▶ **WHAT IS BEING ASKED**:
Lines that contain the string "impl" are the ones to list; copy all of them from the records.

[Source data]

* * *

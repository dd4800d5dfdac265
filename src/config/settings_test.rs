#[cfg(test)]
mod tests {
    use crate::config::settings::Settings;

    #[test]
    fn test_default_settings_load() {
        let settings = Settings::new().expect("default settings should load");

        assert_eq!(settings.server.host, "0.0.0.0");
        assert_eq!(settings.server.port, 3000);
        assert_eq!(settings.fetcher.max_text_chars, 5000);
        assert_eq!(settings.inference.default_model, "llama3.1");
        assert!(settings.inference.endpoint.ends_with("/ollama"));
        assert_eq!(settings.inference.timeout_secs, 300);
    }
}
// Copyright (c) 2025 Kirky.X
//
// Licensed under the MIT License
// See LICENSE file in the project root for full license information.

use async_trait::async_trait;
use chromiumoxide::{Browser, BrowserConfig};
use futures::StreamExt;
use std::time::Duration;
use tokio::sync::OnceCell;
use tracing::debug;

use crate::domain::models::extraction::RawPage;
use crate::engines::content_cleaner::clean_page_text;
use crate::engines::traits::PageFetcher;
use crate::utils::errors::PipelineError;

// Global browser instance to avoid re-launching Chrome on every request.
static BROWSER_INSTANCE: OnceCell<Browser> = OnceCell::const_new();

// Asynchronously gets or initializes the shared browser instance.
// This function ensures that the browser is launched only once.
async fn get_browser() -> Result<&'static Browser, PipelineError> {
    BROWSER_INSTANCE
        .get_or_try_init(|| async {
            let mut builder = BrowserConfig::builder()
                .no_sandbox()
                .request_timeout(Duration::from_secs(30));

            builder = builder.arg("--disable-gpu").arg("--disable-dev-shm-usage");

            let (browser, mut handler) = Browser::launch(
                builder
                    .build()
                    .map_err(|e| PipelineError::Fetch(e.to_string()))?,
            )
            .await
            .map_err(|e| PipelineError::Fetch(e.to_string()))?;

            // Spawn a handler to process browser events
            tokio::spawn(async move {
                while let Some(h) = handler.next().await {
                    if h.is_err() {
                        break;
                    }
                }
            });

            Ok(browser)
        })
        .await
}

/// 浏览器页面获取引擎
///
/// 基于chromiumoxide的无头Chromium实现：完整渲染页面（执行客户端
/// 脚本并等待导航完成）后读取HTML，再清理截断为有界文本
pub struct BrowserEngine {
    /// 清理后文本的最大字符数
    max_text_chars: usize,
    /// 单次导航的超时时间
    nav_timeout: Duration,
}

impl BrowserEngine {
    /// 创建新的浏览器引擎实例
    pub fn new(max_text_chars: usize, nav_timeout_secs: u64) -> Self {
        Self {
            max_text_chars,
            nav_timeout: Duration::from_secs(nav_timeout_secs),
        }
    }
}

/// 在截止时间内驱动导航future，超时即丢弃它并映射为 `FetchError`
///
/// 页面句柄必须由调用方在超时之外持有：截止时间到时这里只取消导航，
/// 对应的标签页仍然可以被关闭
pub(crate) async fn render_with_deadline<F>(
    nav: F,
    deadline: Duration,
    url: &str,
) -> Result<String, PipelineError>
where
    F: std::future::Future<Output = Result<String, PipelineError>>,
{
    match tokio::time::timeout(deadline, nav).await {
        Ok(result) => result,
        Err(_) => Err(PipelineError::Fetch(format!(
            "navigation timed out for {}",
            url
        ))),
    }
}

#[async_trait]
impl PageFetcher for BrowserEngine {
    /// 获取并渲染页面
    ///
    /// 导航包在一个超时里，任何失败统一映射为 `FetchError`
    async fn fetch(&self, url: &str) -> Result<RawPage, PipelineError> {
        let browser = get_browser().await?;

        // 标签页在超时之外创建并持有，超时只丢弃导航future；
        // 浏览器实例是进程级共享的，泄漏的标签页不会被回收
        let page = browser
            .new_page("about:blank")
            .await
            .map_err(|e| PipelineError::Fetch(e.to_string()))?;

        let nav = async {
            page.goto(url)
                .await
                .map_err(|e| PipelineError::Fetch(e.to_string()))?;

            // 等待导航到达静默状态，捕获动态加载的内容
            page.wait_for_navigation()
                .await
                .map_err(|e| PipelineError::Fetch(e.to_string()))?;

            page.content()
                .await
                .map_err(|e| PipelineError::Fetch(e.to_string()))
        };
        let result = render_with_deadline(nav, self.nav_timeout, url).await;

        // 页面用完即关，超时和失败路径也一样；浏览器实例保持共享
        let _ = page.close().await;
        let html = result?;

        let text = clean_page_text(&html, self.max_text_chars);
        debug!(url, chars = text.chars().count(), "page rendered and cleaned");

        Ok(RawPage {
            source_url: url.to_string(),
            html,
            text,
        })
    }
}
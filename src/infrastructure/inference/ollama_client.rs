// Copyright (c) 2025 Kirky.X
//
// Licensed under the MIT License
// See LICENSE file in the project root for full license information.

use async_trait::async_trait;
use serde_json::{json, Value};
use std::time::Duration;
use tracing::{debug, warn};

use crate::domain::services::inference_service::InferenceService;
use crate::utils::errors::PipelineError;

/// 调用方未指定模型时使用的默认模型标识
pub const DEFAULT_MODEL: &str = "llama3.1";

/// Ollama桥接客户端
///
/// 通过HTTP POST与固定地址的本地推理端点交互，请求体为
/// `{ text, instruction, model }`，响应体为 `{ response }`。
/// 端点地址是单一配置项，不做端口扫描或发现。
pub struct OllamaClient {
    /// 推理端点URL
    endpoint: String,
    /// 单次调用的超时时间；本地推理可能以分钟计
    timeout: Duration,
    client: reqwest::Client,
}

impl OllamaClient {
    /// 创建新的Ollama客户端实例
    ///
    /// # 参数
    ///
    /// * `endpoint` - 推理端点URL
    /// * `timeout_secs` - 单次调用的超时时间（秒）
    pub fn new(endpoint: String, timeout_secs: u64) -> Self {
        Self {
            endpoint,
            timeout: Duration::from_secs(timeout_secs),
            client: reqwest::Client::new(),
        }
    }

    async fn post(&self, body: &Value) -> Result<reqwest::Response, PipelineError> {
        self.client
            .post(&self.endpoint)
            .timeout(self.timeout)
            .json(body)
            .send()
            .await
            .map_err(|e| {
                if e.is_timeout() {
                    PipelineError::Timeout(e.to_string())
                } else {
                    PipelineError::InferenceUnavailable(e.to_string())
                }
            })
    }
}

#[async_trait]
impl InferenceService for OllamaClient {
    /// 发送一次字段提取请求
    ///
    /// 超时是 `TimeoutError`，连接失败或非成功状态是
    /// `InferenceUnavailable`，都不做静默重试
    async fn query(
        &self,
        text: &str,
        selectors: &[String],
        model: &str,
    ) -> Result<String, PipelineError> {
        let body = json!({
            "text": text,
            "instruction": format!("Extract fields: {}", selectors.join(", ")),
            "model": model,
        });

        let response = self.post(&body).await?;

        let status = response.status();
        if !status.is_success() {
            return Err(PipelineError::InferenceUnavailable(format!(
                "endpoint returned status {}",
                status
            )));
        }

        let reply: Value = response
            .json()
            .await
            .map_err(|e| PipelineError::InferenceUnavailable(e.to_string()))?;

        match reply.get("response").and_then(Value::as_str) {
            Some(text) => {
                debug!(len = text.len(), "inference reply received");
                Ok(text.to_string())
            }
            None => Err(PipelineError::InferenceUnavailable(
                "reply missing response field".to_string(),
            )),
        }
    }

    /// 用占位内容确认端点可达且返回HTTP成功状态
    async fn health_check(&self) -> bool {
        let body = json!({
            "text": "test",
            "instruction": "testing connection",
            "model": DEFAULT_MODEL,
        });

        match self.post(&body).await {
            Ok(response) => response.status().is_success(),
            Err(e) => {
                warn!(error = %e, "inference health check failed");
                false
            }
        }
    }
}
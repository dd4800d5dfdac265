// Copyright (c) 2025 Kirky.X
//
// Licensed under the MIT License
// See LICENSE file in the project root for full license information.

/// 基础设施模块
///
/// 提供外部服务集成：Redis存储与推理端点客户端
pub mod cache;
pub mod inference;
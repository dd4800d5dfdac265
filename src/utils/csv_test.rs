// Copyright (c) 2025 Kirky.X
//
// Licensed under the MIT License
// See LICENSE file in the project root for full license information.

use serde_json::{json, Map};

use crate::utils::csv::record_to_csv;

#[test]
fn test_record_to_csv_plain_values() {
    let mut record = Map::new();
    record.insert("h1".to_string(), json!("Title"));
    record.insert("p".to_string(), json!("Body"));

    let csv = record_to_csv(&record);
    assert_eq!(csv, "h1,p\r\nTitle,Body\r\n");
}

#[test]
fn test_record_to_csv_escapes_delimiters_and_quotes() {
    let mut record = Map::new();
    record.insert("title".to_string(), json!("Hello, \"World\""));
    record.insert("note".to_string(), json!("line1\nline2"));

    let csv = record_to_csv(&record);
    let mut lines = csv.split("\r\n");
    assert_eq!(lines.next().unwrap(), "title,note");
    assert_eq!(
        lines.next().unwrap(),
        "\"Hello, \"\"World\"\"\",\"line1\nline2\""
    );
}

#[test]
fn test_record_to_csv_joins_arrays_and_keeps_order() {
    let mut record = Map::new();
    record.insert("prices".to_string(), json!(["$1", "$2"]));
    record.insert("count".to_string(), json!(2));

    let csv = record_to_csv(&record);
    assert_eq!(csv, "prices,count\r\n$1; $2,2\r\n");
}
// Copyright (c) 2025 Kirky.X
//
// Licensed under the MIT License
// See LICENSE file in the project root for full license information.

pub mod browser_engine;
pub mod content_cleaner;
pub mod traits;
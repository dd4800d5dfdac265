// Copyright (c) 2025 Kirky.X
//
// Licensed under the MIT License
// See LICENSE file in the project root for full license information.

use async_trait::async_trait;

use crate::utils::errors::PipelineError;

/// 推理服务特质
///
/// 定义与外部推理端点交互的抽象契约，具体HTTP实现由基础设施层提供
#[async_trait]
pub trait InferenceService: Send + Sync {
    /// 发送一次字段提取请求，返回模型的原始文本回复
    ///
    /// `text` 是页面文本或已提取的字段数据，`selectors` 列出要提取的
    /// 字段名，`model` 是模型标识。每次请求只调用一次，不重试。
    async fn query(
        &self,
        text: &str,
        selectors: &[String],
        model: &str,
    ) -> Result<String, PipelineError>;

    /// 用占位内容探测端点是否可达且返回HTTP成功状态
    async fn health_check(&self) -> bool;
}
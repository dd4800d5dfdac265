// Copyright (c) 2025 Kirky.X
//
// Licensed under the MIT License
// See LICENSE file in the project root for full license information.

pub mod csv;
#[cfg(test)]
mod csv_test;
pub mod errors;
pub mod telemetry;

* * *

▶ **EXERCISE ANSWER**:
impl BrowserEngine {
impl PageFetcher for BrowserEngine {
impl OllamaClient {
impl InferenceService for OllamaClient {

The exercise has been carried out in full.